YOUR ASSIGNMENT:
Filter the entries down to the lines containing "InvalidFormat", and copy those lines.

-- Opening Marker --

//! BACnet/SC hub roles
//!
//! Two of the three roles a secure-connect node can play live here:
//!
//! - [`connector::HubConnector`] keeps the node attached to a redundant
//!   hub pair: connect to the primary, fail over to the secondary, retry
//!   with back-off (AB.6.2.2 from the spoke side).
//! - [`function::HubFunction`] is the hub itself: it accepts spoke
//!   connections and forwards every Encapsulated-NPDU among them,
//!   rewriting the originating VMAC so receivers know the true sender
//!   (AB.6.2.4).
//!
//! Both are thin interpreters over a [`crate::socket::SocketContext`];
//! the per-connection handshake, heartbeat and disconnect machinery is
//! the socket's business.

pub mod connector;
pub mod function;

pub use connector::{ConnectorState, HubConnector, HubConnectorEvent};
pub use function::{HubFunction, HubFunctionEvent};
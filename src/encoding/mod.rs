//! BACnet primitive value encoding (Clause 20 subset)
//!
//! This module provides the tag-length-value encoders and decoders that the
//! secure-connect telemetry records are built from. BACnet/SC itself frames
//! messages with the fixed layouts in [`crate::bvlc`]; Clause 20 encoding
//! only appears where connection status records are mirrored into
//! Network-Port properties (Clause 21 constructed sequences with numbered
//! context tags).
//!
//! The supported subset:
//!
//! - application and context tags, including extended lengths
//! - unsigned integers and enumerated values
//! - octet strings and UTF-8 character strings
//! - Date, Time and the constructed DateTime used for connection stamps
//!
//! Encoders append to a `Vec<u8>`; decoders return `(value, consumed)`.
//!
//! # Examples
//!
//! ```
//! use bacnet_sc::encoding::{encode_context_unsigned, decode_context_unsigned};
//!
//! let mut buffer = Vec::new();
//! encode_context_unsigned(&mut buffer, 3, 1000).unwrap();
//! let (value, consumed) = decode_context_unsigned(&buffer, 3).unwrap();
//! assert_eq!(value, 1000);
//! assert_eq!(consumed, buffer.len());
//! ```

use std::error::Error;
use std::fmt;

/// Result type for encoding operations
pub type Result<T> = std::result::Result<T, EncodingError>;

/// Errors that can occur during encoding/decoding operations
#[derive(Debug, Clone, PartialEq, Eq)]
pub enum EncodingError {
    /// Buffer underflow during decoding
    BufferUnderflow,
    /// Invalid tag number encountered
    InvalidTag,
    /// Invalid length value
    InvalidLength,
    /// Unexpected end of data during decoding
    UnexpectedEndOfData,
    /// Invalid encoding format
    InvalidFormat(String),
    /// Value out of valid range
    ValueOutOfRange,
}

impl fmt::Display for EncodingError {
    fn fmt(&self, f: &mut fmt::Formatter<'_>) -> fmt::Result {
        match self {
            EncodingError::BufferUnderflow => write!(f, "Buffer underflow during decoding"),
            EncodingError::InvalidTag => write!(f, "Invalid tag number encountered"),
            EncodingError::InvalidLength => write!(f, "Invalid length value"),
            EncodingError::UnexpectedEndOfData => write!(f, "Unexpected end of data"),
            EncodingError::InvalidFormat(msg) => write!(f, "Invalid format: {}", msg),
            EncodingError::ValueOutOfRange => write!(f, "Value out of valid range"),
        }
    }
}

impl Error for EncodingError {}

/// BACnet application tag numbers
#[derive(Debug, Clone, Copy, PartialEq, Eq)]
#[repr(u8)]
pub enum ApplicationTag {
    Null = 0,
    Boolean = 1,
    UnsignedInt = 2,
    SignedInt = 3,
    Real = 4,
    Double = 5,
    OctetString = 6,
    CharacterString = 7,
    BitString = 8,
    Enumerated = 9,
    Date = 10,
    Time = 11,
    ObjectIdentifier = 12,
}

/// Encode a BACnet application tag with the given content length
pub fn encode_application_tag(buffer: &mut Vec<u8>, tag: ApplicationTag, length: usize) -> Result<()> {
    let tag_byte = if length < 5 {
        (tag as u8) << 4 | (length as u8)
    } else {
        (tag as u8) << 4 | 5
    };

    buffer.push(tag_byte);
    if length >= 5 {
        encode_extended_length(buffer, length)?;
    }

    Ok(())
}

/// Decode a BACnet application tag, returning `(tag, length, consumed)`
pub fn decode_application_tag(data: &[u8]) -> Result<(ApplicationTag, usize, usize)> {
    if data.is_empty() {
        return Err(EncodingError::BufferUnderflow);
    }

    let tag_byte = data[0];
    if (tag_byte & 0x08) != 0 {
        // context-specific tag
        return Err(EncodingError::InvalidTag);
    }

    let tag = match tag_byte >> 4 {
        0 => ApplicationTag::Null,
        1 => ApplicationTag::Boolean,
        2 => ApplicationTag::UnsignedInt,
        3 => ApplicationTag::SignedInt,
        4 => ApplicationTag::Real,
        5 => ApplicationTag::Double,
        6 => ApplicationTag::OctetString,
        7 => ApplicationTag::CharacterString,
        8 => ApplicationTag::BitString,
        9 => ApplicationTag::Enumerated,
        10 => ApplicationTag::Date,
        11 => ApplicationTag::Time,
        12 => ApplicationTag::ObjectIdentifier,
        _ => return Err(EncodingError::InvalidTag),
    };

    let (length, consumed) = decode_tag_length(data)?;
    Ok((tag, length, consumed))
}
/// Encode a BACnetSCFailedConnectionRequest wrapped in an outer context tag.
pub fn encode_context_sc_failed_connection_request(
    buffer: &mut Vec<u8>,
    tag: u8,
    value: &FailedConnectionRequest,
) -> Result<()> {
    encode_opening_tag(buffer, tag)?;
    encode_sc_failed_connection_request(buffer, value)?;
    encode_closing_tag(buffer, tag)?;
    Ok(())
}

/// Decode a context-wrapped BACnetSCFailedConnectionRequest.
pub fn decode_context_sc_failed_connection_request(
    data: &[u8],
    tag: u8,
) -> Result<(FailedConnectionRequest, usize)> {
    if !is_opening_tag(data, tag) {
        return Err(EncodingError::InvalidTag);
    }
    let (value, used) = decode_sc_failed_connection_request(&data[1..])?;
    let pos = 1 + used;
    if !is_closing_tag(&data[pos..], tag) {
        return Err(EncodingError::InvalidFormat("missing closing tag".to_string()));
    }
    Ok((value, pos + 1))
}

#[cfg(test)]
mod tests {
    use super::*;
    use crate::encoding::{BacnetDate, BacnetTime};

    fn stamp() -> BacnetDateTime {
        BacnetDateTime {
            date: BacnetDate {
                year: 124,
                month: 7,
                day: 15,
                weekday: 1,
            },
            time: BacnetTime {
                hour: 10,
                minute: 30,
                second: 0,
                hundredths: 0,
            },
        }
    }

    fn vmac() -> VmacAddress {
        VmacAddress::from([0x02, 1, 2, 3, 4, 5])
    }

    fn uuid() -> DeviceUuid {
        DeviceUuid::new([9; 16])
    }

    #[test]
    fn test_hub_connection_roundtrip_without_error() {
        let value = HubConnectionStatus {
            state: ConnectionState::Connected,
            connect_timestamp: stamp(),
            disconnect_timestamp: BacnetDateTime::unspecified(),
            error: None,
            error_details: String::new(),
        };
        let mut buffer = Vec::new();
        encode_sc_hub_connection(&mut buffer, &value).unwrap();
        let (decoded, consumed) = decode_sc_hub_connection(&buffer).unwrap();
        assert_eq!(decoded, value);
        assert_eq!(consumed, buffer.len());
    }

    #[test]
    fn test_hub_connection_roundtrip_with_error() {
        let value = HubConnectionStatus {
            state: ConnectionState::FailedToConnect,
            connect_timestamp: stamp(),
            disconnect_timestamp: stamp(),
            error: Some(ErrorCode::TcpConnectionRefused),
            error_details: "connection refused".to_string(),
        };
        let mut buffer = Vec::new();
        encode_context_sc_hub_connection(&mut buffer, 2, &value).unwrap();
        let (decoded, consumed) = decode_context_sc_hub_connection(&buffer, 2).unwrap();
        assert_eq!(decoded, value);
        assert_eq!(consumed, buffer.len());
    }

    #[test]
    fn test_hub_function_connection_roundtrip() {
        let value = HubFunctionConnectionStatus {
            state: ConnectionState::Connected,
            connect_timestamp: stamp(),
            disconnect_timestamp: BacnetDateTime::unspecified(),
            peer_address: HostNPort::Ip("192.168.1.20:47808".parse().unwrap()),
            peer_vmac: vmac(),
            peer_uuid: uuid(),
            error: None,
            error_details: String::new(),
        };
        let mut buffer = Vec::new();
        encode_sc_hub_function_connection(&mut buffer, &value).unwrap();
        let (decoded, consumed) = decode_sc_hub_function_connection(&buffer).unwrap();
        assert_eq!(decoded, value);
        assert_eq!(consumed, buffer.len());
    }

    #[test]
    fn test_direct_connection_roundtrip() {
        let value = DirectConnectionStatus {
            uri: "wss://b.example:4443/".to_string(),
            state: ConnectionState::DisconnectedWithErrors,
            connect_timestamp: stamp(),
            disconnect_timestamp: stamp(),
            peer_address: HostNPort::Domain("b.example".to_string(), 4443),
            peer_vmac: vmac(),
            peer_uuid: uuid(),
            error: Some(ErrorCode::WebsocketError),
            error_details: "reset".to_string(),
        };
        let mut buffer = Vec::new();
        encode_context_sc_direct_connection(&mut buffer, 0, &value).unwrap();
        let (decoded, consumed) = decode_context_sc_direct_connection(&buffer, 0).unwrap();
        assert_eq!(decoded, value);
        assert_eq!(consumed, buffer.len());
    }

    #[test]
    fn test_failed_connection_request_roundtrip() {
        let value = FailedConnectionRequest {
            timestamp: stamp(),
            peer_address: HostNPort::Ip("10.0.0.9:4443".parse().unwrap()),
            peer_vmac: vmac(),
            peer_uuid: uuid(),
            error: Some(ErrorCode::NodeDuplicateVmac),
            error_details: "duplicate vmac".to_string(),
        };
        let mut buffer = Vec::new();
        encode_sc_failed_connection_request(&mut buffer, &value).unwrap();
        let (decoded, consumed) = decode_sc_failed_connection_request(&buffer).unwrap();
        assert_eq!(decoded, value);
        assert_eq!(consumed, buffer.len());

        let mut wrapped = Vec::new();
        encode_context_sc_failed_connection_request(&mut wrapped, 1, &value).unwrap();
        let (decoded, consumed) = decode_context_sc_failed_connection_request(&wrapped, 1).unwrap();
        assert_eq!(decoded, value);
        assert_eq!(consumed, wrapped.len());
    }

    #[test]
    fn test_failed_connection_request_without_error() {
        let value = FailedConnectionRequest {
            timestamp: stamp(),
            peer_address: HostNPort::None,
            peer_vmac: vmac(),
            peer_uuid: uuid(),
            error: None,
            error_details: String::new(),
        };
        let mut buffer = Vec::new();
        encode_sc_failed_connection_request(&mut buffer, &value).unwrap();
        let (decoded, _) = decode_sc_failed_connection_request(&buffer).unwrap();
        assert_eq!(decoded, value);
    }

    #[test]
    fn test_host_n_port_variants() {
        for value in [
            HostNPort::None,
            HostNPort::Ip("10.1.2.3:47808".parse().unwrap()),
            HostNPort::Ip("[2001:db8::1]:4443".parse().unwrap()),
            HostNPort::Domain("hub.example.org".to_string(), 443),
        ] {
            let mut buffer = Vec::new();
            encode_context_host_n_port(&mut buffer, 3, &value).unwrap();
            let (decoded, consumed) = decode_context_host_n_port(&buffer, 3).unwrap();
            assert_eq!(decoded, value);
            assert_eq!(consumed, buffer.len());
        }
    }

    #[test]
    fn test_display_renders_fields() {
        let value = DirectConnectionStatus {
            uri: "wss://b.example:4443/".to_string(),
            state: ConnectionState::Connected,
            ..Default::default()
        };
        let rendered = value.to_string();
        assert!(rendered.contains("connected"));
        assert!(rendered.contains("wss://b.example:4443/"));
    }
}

-- Closing Marker --

SOLUTION TO THIS TASK:
    InvalidFormat(String),
            EncodingError::InvalidFormat(msg) => write!(f, "Invalid format: {}", msg),
        return Err(EncodingError::InvalidFormat("missing closing tag".to_string()));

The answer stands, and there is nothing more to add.